TASK INSTRUCTIONS —
Copy all lines below that use the word "NeverBreak".

INPUT RECORDS —
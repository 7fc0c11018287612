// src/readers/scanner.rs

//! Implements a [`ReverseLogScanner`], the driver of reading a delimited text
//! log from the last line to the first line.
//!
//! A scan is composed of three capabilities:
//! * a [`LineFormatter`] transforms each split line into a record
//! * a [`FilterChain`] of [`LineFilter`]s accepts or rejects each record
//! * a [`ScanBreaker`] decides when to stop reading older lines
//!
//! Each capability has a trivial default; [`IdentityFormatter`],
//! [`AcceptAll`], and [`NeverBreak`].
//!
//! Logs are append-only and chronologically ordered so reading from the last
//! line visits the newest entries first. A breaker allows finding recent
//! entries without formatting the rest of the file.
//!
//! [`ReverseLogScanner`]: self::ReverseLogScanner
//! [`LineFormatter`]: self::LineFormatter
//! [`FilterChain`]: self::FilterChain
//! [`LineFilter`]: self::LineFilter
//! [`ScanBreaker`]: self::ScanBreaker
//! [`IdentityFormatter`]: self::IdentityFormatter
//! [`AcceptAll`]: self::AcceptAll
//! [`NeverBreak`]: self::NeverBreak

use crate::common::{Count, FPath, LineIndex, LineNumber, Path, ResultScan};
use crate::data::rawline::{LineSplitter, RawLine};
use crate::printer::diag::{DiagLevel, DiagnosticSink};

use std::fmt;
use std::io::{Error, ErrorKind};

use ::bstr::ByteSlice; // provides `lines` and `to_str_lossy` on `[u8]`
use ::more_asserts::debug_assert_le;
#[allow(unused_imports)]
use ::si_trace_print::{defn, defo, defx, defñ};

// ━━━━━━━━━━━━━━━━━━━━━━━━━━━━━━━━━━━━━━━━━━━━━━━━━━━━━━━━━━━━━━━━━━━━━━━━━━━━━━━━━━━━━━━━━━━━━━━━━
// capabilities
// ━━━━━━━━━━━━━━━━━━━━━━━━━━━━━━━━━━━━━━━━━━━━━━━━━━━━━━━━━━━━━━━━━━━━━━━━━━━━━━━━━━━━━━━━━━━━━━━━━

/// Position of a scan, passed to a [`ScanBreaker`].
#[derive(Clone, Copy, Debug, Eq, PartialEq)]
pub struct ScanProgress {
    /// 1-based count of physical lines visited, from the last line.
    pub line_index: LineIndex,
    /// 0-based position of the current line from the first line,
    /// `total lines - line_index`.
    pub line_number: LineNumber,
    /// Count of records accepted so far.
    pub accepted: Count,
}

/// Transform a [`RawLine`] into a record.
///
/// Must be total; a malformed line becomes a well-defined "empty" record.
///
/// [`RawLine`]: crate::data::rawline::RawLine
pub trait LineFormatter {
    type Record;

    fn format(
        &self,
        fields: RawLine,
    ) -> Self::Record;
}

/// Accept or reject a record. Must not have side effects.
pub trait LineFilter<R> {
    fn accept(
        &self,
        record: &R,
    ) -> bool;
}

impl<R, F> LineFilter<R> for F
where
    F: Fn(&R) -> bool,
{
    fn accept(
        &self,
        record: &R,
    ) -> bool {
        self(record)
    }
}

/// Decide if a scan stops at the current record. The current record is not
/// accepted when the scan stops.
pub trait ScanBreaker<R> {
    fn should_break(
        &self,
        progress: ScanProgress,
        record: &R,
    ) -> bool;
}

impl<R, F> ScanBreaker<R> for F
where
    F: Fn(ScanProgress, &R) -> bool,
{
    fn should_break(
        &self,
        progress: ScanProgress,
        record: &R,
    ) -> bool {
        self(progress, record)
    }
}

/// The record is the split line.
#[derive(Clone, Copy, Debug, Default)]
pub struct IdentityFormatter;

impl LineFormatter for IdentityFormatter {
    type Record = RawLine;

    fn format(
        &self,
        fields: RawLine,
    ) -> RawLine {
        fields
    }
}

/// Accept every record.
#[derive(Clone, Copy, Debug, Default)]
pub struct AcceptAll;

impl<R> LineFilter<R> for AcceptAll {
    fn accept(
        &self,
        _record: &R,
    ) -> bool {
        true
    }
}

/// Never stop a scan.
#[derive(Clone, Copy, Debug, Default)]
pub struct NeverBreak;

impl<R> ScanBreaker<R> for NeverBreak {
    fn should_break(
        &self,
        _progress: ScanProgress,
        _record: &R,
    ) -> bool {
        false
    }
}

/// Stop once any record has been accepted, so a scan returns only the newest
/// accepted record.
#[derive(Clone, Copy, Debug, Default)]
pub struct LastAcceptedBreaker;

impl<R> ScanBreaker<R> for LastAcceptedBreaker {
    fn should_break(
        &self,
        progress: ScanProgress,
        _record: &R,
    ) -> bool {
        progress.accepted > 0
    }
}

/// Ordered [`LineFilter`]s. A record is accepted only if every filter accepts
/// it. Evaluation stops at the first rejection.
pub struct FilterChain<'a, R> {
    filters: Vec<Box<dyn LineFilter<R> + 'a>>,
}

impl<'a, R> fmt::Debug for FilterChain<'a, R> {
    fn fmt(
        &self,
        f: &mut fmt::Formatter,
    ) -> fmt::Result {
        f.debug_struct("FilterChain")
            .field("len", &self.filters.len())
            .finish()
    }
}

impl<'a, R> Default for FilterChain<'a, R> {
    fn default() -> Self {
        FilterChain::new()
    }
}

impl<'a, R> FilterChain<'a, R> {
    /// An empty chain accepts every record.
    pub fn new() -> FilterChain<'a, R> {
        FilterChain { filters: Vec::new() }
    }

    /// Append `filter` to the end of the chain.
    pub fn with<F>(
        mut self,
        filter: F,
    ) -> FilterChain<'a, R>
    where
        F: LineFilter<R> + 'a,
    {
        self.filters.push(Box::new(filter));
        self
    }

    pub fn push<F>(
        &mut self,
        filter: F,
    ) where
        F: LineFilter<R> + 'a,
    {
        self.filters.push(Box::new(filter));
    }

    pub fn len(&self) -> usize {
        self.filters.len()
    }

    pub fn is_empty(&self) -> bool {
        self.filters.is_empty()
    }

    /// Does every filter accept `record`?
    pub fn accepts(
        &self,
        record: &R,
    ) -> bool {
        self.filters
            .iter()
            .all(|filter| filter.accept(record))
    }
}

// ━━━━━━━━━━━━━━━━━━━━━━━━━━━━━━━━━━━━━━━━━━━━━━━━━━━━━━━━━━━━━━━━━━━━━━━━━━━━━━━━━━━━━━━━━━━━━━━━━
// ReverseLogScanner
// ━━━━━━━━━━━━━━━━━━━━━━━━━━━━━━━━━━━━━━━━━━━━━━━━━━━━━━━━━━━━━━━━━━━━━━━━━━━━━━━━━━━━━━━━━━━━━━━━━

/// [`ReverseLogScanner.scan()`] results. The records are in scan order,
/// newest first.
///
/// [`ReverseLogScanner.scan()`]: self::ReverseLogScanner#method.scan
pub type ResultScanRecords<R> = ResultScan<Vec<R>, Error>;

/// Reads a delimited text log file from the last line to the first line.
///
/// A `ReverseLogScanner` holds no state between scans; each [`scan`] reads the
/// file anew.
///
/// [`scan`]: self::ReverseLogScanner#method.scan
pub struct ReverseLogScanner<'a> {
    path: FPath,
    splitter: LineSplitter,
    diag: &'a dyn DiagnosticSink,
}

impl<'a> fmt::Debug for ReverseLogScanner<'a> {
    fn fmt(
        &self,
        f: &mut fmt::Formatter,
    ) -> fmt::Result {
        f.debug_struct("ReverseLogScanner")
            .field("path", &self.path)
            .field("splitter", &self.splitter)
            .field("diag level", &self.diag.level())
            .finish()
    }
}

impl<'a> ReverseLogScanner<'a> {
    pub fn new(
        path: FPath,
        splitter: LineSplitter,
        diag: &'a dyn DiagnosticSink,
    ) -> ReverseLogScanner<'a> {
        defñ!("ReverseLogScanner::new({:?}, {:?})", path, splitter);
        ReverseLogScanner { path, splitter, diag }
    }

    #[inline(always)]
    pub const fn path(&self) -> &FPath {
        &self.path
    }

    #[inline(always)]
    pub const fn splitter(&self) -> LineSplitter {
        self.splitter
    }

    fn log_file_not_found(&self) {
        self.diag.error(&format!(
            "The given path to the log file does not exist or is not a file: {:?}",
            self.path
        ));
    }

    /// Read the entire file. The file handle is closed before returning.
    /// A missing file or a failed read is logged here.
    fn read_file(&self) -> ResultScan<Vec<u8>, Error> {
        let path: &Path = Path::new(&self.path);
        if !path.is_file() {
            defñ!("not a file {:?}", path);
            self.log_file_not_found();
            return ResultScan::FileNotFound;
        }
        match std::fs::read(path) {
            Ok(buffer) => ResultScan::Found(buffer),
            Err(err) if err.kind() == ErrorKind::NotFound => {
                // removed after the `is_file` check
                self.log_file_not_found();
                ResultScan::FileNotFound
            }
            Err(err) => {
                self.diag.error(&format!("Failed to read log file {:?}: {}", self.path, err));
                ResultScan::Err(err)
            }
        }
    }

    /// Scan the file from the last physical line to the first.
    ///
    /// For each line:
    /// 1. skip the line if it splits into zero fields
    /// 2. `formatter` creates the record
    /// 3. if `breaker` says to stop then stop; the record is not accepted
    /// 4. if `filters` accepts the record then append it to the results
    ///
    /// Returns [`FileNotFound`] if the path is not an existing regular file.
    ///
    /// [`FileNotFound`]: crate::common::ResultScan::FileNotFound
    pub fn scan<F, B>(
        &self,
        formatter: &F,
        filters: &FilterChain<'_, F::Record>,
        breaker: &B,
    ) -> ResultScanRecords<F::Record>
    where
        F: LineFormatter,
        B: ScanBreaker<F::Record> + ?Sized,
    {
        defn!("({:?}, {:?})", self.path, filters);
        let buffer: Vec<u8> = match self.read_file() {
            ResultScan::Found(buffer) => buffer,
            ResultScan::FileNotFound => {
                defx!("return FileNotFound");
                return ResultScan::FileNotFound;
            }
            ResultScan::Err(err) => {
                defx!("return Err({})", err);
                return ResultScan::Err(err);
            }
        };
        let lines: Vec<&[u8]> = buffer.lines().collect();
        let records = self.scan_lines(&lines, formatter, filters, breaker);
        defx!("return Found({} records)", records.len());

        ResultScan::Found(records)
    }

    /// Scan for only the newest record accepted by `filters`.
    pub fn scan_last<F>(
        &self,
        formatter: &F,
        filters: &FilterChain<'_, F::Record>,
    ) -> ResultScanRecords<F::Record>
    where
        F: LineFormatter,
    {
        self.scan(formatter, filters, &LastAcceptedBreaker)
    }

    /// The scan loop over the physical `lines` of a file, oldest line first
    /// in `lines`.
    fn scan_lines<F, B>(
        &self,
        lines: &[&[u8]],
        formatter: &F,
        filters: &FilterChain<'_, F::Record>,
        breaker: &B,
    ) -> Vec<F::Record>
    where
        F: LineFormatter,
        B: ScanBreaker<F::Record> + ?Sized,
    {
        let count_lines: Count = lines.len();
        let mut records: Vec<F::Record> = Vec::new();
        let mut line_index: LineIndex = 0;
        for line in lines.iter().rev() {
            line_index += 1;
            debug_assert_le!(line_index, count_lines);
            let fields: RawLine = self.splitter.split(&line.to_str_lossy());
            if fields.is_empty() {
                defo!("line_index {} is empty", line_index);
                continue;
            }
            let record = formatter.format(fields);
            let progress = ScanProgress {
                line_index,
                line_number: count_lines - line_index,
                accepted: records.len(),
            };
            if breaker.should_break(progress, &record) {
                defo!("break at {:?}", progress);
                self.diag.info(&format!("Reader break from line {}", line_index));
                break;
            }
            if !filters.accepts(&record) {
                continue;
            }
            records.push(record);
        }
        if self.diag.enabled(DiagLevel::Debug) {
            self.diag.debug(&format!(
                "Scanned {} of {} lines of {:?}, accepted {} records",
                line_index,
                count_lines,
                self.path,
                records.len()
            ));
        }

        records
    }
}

ANSWER SECTION —
//! [`AcceptAll`], and [`NeverBreak`].
//! [`NeverBreak`]: self::NeverBreak
pub struct NeverBreak;
impl<R> ScanBreaker<R> for NeverBreak {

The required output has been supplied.